SOoo, they are suggesting skilled care. The place he is in now (past 5 years) is wonderful. He has his own furniture in a large studio. Double bed, sofa, farm table, etc. All local skilled units seem just like being in the hospital which I don’t think he will like. Consultant I called suggests that there are assisted living places nearby with a model that could accommodate him. May have to go back to his assisted living apartment and pay for 24 hour aids until we figure something out. $$$$$
Friday he walked 205 feet to therapy and 205 feet back to his room afterwards so stamina isn’t the problem. The problem is balance and being safe getting up and getting down, bathroom etc.plus he might not be really safe to just go walking around alone.
After reading other stories I’m thankful my brother isn’t a problem.

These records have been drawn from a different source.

//! In-memory capability fakes.
//!
//! Each fake records what it was asked, so tests can assert that a rule did
//! (or did not) reach its collaborator. Share one with a context through
//! `Arc` to keep a handle for those assertions:
//!
//! ```rust,ignore
//! let db = Arc::new(MemoryDataAccess::new().with_table("users", vec![row(&[("email", "a@b.co")])]));
//! let ctx = ValidationContext::builder(settings).data_access_arc(db.clone()).build();
//! // ... validate ...
//! assert_eq!(db.queries().len(), 1);
//! ```

use async_trait::async_trait;
use nodcms_validate::context::{
    CaptchaVerifier, DataAccess, ExistenceLookup, SessionStore, UniqueQuery, VerifyError,
};
use serde_json::Value;
use std::collections::HashMap;
use std::sync::{Mutex, MutexGuard};

/// One stored record, column → value.
pub type Row = HashMap<String, String>;

/// Build a row from pairs.
pub fn row(pairs: &[(&str, &str)]) -> Row {
    pairs
        .iter()
        .map(|(k, v)| (k.to_string(), v.to_string()))
        .collect()
}

fn locked<T>(mutex: &Mutex<T>) -> MutexGuard<'_, T> {
    mutex.lock().unwrap_or_else(|poisoned| poisoned.into_inner())
}

/// Tables held in memory.
///
/// Extra conditions are understood in the form `col=value [AND col=value]`,
/// with optional single quotes around values; anything else is reported as
/// a lookup error.
#[derive(Debug, Default)]
pub struct MemoryDataAccess {
    tables: HashMap<String, Vec<Row>>,
    queries: Mutex<Vec<UniqueQuery>>,
}

impl MemoryDataAccess {
    pub fn new() -> Self {
        Self::default()
    }

    pub fn with_table(mut self, name: impl Into<String>, rows: Vec<Row>) -> Self {
        self.tables.insert(name.into(), rows);
        self
    }

    /// Every query received, in order.
    pub fn queries(&self) -> Vec<UniqueQuery> {
        locked(&self.queries).clone()
    }
}

fn parse_conditions(conditions: &str) -> Result<Vec<(String, String)>, String> {
    conditions
        .split(" AND ")
        .map(|clause| {
            let (column, value) = clause
                .split_once('=')
                .ok_or_else(|| format!("unsupported condition '{}'", clause.trim()))?;
            let value = value.trim().trim_matches('\'');
            Ok((column.trim().to_string(), value.to_string()))
        })
        .collect()
}

#[async_trait]
impl DataAccess for MemoryDataAccess {
    async fn count_matching(&self, query: &UniqueQuery) -> Result<u64, String> {
        locked(&self.queries).push(query.clone());

        let conditions = match &query.conditions {
            Some(conditions) => parse_conditions(conditions)?,
            None => Vec::new(),
        };

        let rows = match self.tables.get(&query.table) {
            Some(rows) => rows,
            None => return Err(format!("unknown table '{}'", query.table)),
        };

        let count = rows
            .iter()
            .filter(|row| row.get(&query.field) == Some(&query.value))
            .filter(|row| match &query.exclude {
                Some(ex) => row.get(&ex.field) != Some(&ex.value),
                None => true,
            })
            .filter(|row| {
                conditions
                    .iter()
                    .all(|(column, value)| row.get(column) == Some(value))
            })
            .count();

        Ok(count as u64)
    }
}

/// Data access whose every lookup fails.
#[derive(Debug, Clone)]
pub struct FailingDataAccess(pub String);

#[async_trait]
impl DataAccess for FailingDataAccess {
    async fn count_matching(&self, _query: &UniqueQuery) -> Result<u64, String> {
        Err(self.0.clone())
    }
}

/// Session values held in memory.
#[derive(Debug, Clone, Default)]
pub struct MemorySessionStore {
    values: HashMap<String, String>,
}

impl MemorySessionStore {
    pub fn new() -> Self {
        Self::default()
    }

    pub fn with(mut self, key: impl Into<String>, value: impl Into<String>) -> Self {
        self.values.insert(key.into(), value.into());
        self
    }
}

impl SessionStore for MemorySessionStore {
    fn get(&self, key: &str) -> Option<String> {
        self.values.get(key).cloned()
    }
}

/// Existence lookup over a fixed id set.
#[derive(Debug, Default)]
pub struct StaticLookup {
    existing: Vec<u64>,
    calls: Mutex<Vec<Vec<u64>>>,
}

impl StaticLookup {
    pub fn new(existing: impl IntoIterator<Item = u64>) -> Self {
        Self {
            existing: existing.into_iter().collect(),
            calls: Mutex::new(Vec::new()),
        }
    }

    /// Candidate lists received, in order.
    pub fn calls(&self) -> Vec<Vec<u64>> {
        locked(&self.calls).clone()
    }
}

#[async_trait]
impl ExistenceLookup for StaticLookup {
    async fn existing_among(&self, candidates: &[u64]) -> Result<Vec<u64>, String> {
        locked(&self.calls).push(candidates.to_vec());
        Ok(candidates
            .iter()
            .copied()
            .filter(|c| self.existing.contains(c))
            .collect())
    }
}

/// Existence lookup whose every call fails.
#[derive(Debug, Clone)]
pub struct FailingLookup(pub String);

#[async_trait]
impl ExistenceLookup for FailingLookup {
    async fn existing_among(&self, _candidates: &[u64]) -> Result<Vec<u64>, String> {
        Err(self.0.clone())
    }
}

/// Captcha verifier answering every call with the same JSON verdict.
#[derive(Debug)]
pub struct StaticVerifier {
    answer: Result<Value, String>,
    calls: Mutex<Vec<(String, String)>>,
}

impl StaticVerifier {
    pub fn answering(answer: Value) -> Self {
        Self {
            answer: Ok(answer),
            calls: Mutex::new(Vec::new()),
        }
    }

    /// A verifier whose transport always fails.
    pub fn unreachable(reason: impl Into<String>) -> Self {
        Self {
            answer: Err(reason.into()),
            calls: Mutex::new(Vec::new()),
        }
    }

    /// `(secret, response)` pairs received, in order.
    pub fn calls(&self) -> Vec<(String, String)> {
        locked(&self.calls).clone()
    }
}

#[async_trait]
impl CaptchaVerifier for StaticVerifier {
    async fn verify(&self, secret: &str, response: &str) -> Result<Value, VerifyError> {
        locked(&self.calls).push((secret.to_string(), response.to_string()));
        self.answer.clone().map_err(VerifyError::Transport)
    }
}

#[cfg(test)]
mod tests {
    use super::*;

    fn users() -> MemoryDataAccess {
        MemoryDataAccess::new().with_table(
            "users",
            vec![
                row(&[("user_id", "1"), ("email", "a@b.co"), ("active", "1")]),
                row(&[("user_id", "2"), ("email", "c@d.co"), ("active", "0")]),
            ],
        )
    }

    #[tokio::test]
    async fn counts_with_exclusion() {
        let db = users();
        let query = UniqueQuery::new("users", "email", "a@b.co");
        assert_eq!(db.count_matching(&query).await.unwrap(), 1);

        let query = query.excluding("user_id", "1");
        assert_eq!(db.count_matching(&query).await.unwrap(), 0);
        assert_eq!(db.queries().len(), 2);
    }

    #[tokio::test]
    async fn counts_with_conditions() {
        let db = users();
        let active = UniqueQuery::new("users", "email", "c@d.co").with_conditions("active='1'");
        assert_eq!(db.count_matching(&active).await.unwrap(), 0);

        let bogus = UniqueQuery::new("users", "email", "c@d.co").with_conditions("active > 0");
        assert!(db.count_matching(&bogus).await.is_err());
    }

    #[tokio::test]
    async fn unknown_table_is_an_error() {
        let query = UniqueQuery::new("pages", "slug", "home");
        assert!(users().count_matching(&query).await.is_err());
    }

    #[tokio::test]
    async fn static_lookup_filters() {
        let lookup = StaticLookup::new([1, 3]);
        assert_eq!(lookup.existing_among(&[1, 2, 3]).await.unwrap(), vec![1, 3]);
        assert_eq!(lookup.calls(), vec![vec![1, 2, 3]]);
    }

    #[tokio::test]
    async fn static_verifier_records_calls() {
        let verifier = StaticVerifier::answering(serde_json::json!({"success": true}));
        verifier.verify("secret", "token").await.unwrap();
        assert_eq!(verifier.calls(), vec![("secret".to_string(), "token".to_string())]);

        let down = StaticVerifier::unreachable("connection refused");
        assert!(matches!(
            down.verify("secret", "token").await,
            Err(VerifyError::Transport(_))
        ));
    }

    #[test]
    fn session_store_get() {
        let store = MemorySessionStore::new().with("captcha", "x7k2");
        assert_eq!(store.get("captcha").as_deref(), Some("x7k2"));
        assert_eq!(store.get("other"), None);
    }
}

He’s out of state and can’t visit often but will be here Jan 25th for 4 days.
When we were facing the need for Skilled Nursing at $8-9k monthly, we discovered board & care homes, they are popular in CA, not sure about your area. The ones we saw were anywhere from $2500 (shared room) to $5k monthly. A home is converted to house 6 seniors and they have live in caregivers. We could move the parent’s furniture there, a TV, life chair, dresser, but used a hospital bed, and they definitely provide more personal care than a more institutional setting. We were happy with this choice for both MIL & FIL, at different times.
We have board and care - spotty and spotty situations. In some areas, you may be able to hire someone to live in.
Friends in Switzerland hired a wonderful lady Barbara from Romania to care for her parents in the parents’ home - Barbara is a dream come true. Very well educated; on her time off, she has a niece come and be there 24/7. They first hired her through a German agency, and when the contract ended were able to hire her directly. She is delightful and amazing - cares for these folks like they were her own parents. She earns 5,000 SF a month and has no expenses - win/win situation. They would be paying much more than that for one parent in skilled or assisted living situation, and both parents need the care.
I looked at B&C for my grandmother, in AZ. Very impressed.
Earlier in this thread, we talked about how, when you direct hire, there are regulations to meet, eg, work load, time off, and the big one, tax implications. Plus you may find yourself relying on just that one or two independent caregivers, sunk if something prevents them from showing up.
Yes some states have heavy regulations. I just know from what I have seen here and heard about.
Any time you can find the right answer to solve the situation with elder care - what works fiscally and with getting proper care.